The line that contains "pub struct TagCache" marks the end: retype the data below exactly from its first line through that line.
Start of Source material
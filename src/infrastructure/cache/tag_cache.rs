use std::time::{Duration, Instant};

use dashmap::DashMap;
use serde_json::Value;
use tokio::sync::broadcast;

use crate::entities::resource::ResourceChanged;

const EVENT_CAPACITY: usize = 256;

#[derive(Debug, Clone)]
struct CacheEntry {
    tag: &'static str,
    value: Value,
    stored_at: Instant,
}

/// Read cache keyed by request identity and grouped under resource tags.
///
/// Invalidating a tag drops every entry stored under it and bumps the tag's
/// generation. A read that started before the bump must not be stored, see
/// [`TagCache::insert_if_current`]. Listeners learn about changes through
/// [`TagCache::subscribe`].
#[derive(Debug)]
pub struct TagCache {
    entries: DashMap<String, CacheEntry>,
    generations: DashMap<&'static str, u64>,
    ttl: Option<Duration>,
    events: broadcast::Sender<ResourceChanged>,
}

impl TagCache {
    /// `ttl` of `None` keeps entries until their tag is invalidated.
    pub fn new(ttl: Option<Duration>) -> Self {
        let (events, _) = broadcast::channel(EVENT_CAPACITY);
        TagCache { entries: DashMap::new(), generations: DashMap::new(), ttl, events }
    }

    fn is_fresh(&self, entry: &CacheEntry, now: Instant) -> bool {
        self.ttl.is_none_or(|ttl| now.duration_since(entry.stored_at) < ttl)
    }

    pub fn get(&self, key: &str) -> Option<Value> {
        let now = Instant::now();
        let hit = self
            .entries
            .get(key)
            .filter(|entry| self.is_fresh(entry, now))
            .map(|entry| entry.value.clone());

        if hit.is_none() {
            self.entries.remove_if(key, |_, entry| !self.is_fresh(entry, now));
        }
        hit
    }

    pub fn insert(&self, key: String, tag: &'static str, value: Value) {
        self.entries.insert(key, CacheEntry { tag, value, stored_at: Instant::now() });
    }

    /// Current generation of `tag`. Capture it before fetching a value to store.
    pub fn generation(&self, tag: &str) -> u64 {
        self.generations.get(tag).map_or(0, |generation| *generation)
    }

    /// Stores `value` only if `tag` has not been invalidated since `generation`
    /// was read. Returns whether the value was stored.
    pub fn insert_if_current(&self, key: String, tag: &'static str, generation: u64, value: Value) -> bool {
        // Generation guard is held across the insert; invalidate takes the same lock first.
        let current = self.generations.entry(tag).or_insert(0);
        if *current != generation {
            tracing::debug!(%key, tag, "Discarding read that raced an invalidation");
            return false;
        }
        self.insert(key, tag, value);
        true
    }

    /// Drops every entry under `tag`, bumps its generation and returns how many
    /// entries were removed.
    pub fn invalidate(&self, tag: &'static str) -> usize {
        let mut generation = self.generations.entry(tag).or_insert(0);
        *generation += 1;
        let before = self.entries.len();
        self.entries.retain(|_, entry| entry.tag != tag);
        let removed = before.saturating_sub(self.entries.len());
        drop(generation);
        tracing::debug!(tag, removed, "Cache tag invalidated");
        removed
    }

    /// Publishes a change. Having no subscribers is not an error.
    pub fn notify(&self, event: ResourceChanged) {
        let _ = self.events.send(event);
    }

    pub fn subscribe(&self) -> broadcast::Receiver<ResourceChanged> {
        self.events.subscribe()
    }

    pub fn purge_expired(&self) -> usize {
        if self.ttl.is_none() {
            return 0;
        }
        let now = Instant::now();
        let before = self.entries.len();
        self.entries.retain(|_, entry| self.is_fresh(entry, now));
        before.saturating_sub(self.entries.len())
    }

    pub fn len(&self) -> usize {
        self.entries.len()
    }

    pub fn is_empty(&self) -> bool {
        self.entries.is_empty()
    }
}
use std::sync::Arc;

use tokio::time::{interval, Duration, MissedTickBehavior};

use crate::cache::TagCache;

/// Periodically drops cache entries whose TTL has passed.
pub async fn start_purge_task(cache: Arc<TagCache>, every: Duration) {
    let mut interval = interval(every);
    interval.set_missed_tick_behavior(MissedTickBehavior::Delay);

    loop {
        interval.tick().await;

        let purged = cache.purge_expired();
        if purged > 0 {
            tracing::info!("Purged {} expired cache entries", purged);
        }
    }
}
End of Source material
Response to the exercise >>
filename src/infrastructure/cache/tag_cache.rs
use std::time::{Duration, Instant};

use dashmap::DashMap;
use serde_json::Value;
use tokio::sync::broadcast;

use crate::entities::resource::ResourceChanged;

const EVENT_CAPACITY: usize = 256;

#[derive(Debug, Clone)]
struct CacheEntry {
    tag: &'static str,
    value: Value,
    stored_at: Instant,
}

/// Read cache keyed by request identity and grouped under resource tags.
///
/// Invalidating a tag drops every entry stored under it and bumps the tag's
/// generation. A read that started before the bump must not be stored, see
/// [`TagCache::insert_if_current`]. Listeners learn about changes through
/// [`TagCache::subscribe`].
#[derive(Debug)]
pub struct TagCache {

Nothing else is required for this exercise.